Ross and his colleagues from the Johns Hopkins Bloomberg School of Public Health and the Boston University School of Public Health analyzed alcohol advertisements from the top 25 alcohol brands consumed by young people under the age of 21 that were featured in U.S. magazines back in 2011. The 25 brands included in this study reached young magazine readers more efficiently, compared to 308 other alcohol brands that are less popular among underage drinkers.

Eleven of the 25 alcohol brands were heavily targeted toward males between the ages of 18 and 20 while the same was true for 16 of the brands among females between the ages of 18 and 20. Overall, the top 25 alcohol brands among underage drinkers were five to nine times more likely to be exposed to readers between 18 and 20. The research team recommended limiting alcohol ads to magazines with an under 21 readership of less than 15 percent to reduce exposure among underage drinkers.

"We can't speak to what advertisers' intentions are," said Dr. David Jernigan, director of the Center on Alcohol Marketing and Youth (CAMY) at the Johns Hopkins Bloomberg School of Public Health. "But we can say there is clear evidence that 18- to 20-year-olds are the most heavily exposed to these ads. That's concerning because that age group is at high risk of alcohol abuse and negative consequences from drinking."
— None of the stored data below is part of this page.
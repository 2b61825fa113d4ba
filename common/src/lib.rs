//! Common definitions.
//!
//! List of available Cargo features:
#![doc = document_features::document_features!()]
#![deny(
    nonstandard_style,
    rust_2018_idioms,
    rustdoc::all,
    trivial_casts,
    trivial_numeric_casts,
    unsafe_code
)]
#![forbid(non_ascii_idents)]
#![warn(
    clippy::allow_attributes,
    clippy::allow_attributes_without_reason,
    clippy::pedantic,
    clippy::wildcard_enum_match_arm,
    deprecated_in_future,
    missing_copy_implementations,
    missing_debug_implementations,
    missing_docs,
    unreachable_pub,
    unused_crate_dependencies,
    unused_import_braces,
    unused_labels,
    unused_lifetimes,
    unused_qualifications,
    unused_results
)]

pub mod datetime;
pub mod handler;
mod kind;
pub mod operations;
pub mod pagination;
pub mod unit;

pub use self::{
    datetime::{DateTime, DateTimeOf},
    handler::Handler,
    kind::FromParam,
};

#[doc(hidden)]
pub mod private {
    //! Private definitions used by macros.

    #[cfg(feature = "postgres")]
    pub use postgres_types;
    #[cfg(feature = "serde")]
    pub use serde;
    pub use strum;
}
According to the Centers for Disease Control and Prevention, Americans between the ages of 12 and 20 drink 11 percent of all alcohol consumed in the U.S. Out of the high school students who took part in the 2011Youth Risk Behavior Survey, 39 percent reported drinking some amount of alcohol, 22 percent admitted to binge drinking, eight percent said they drove while drunk, and 24 percent said they rode with a driver who had been drinking all within the past 30 days.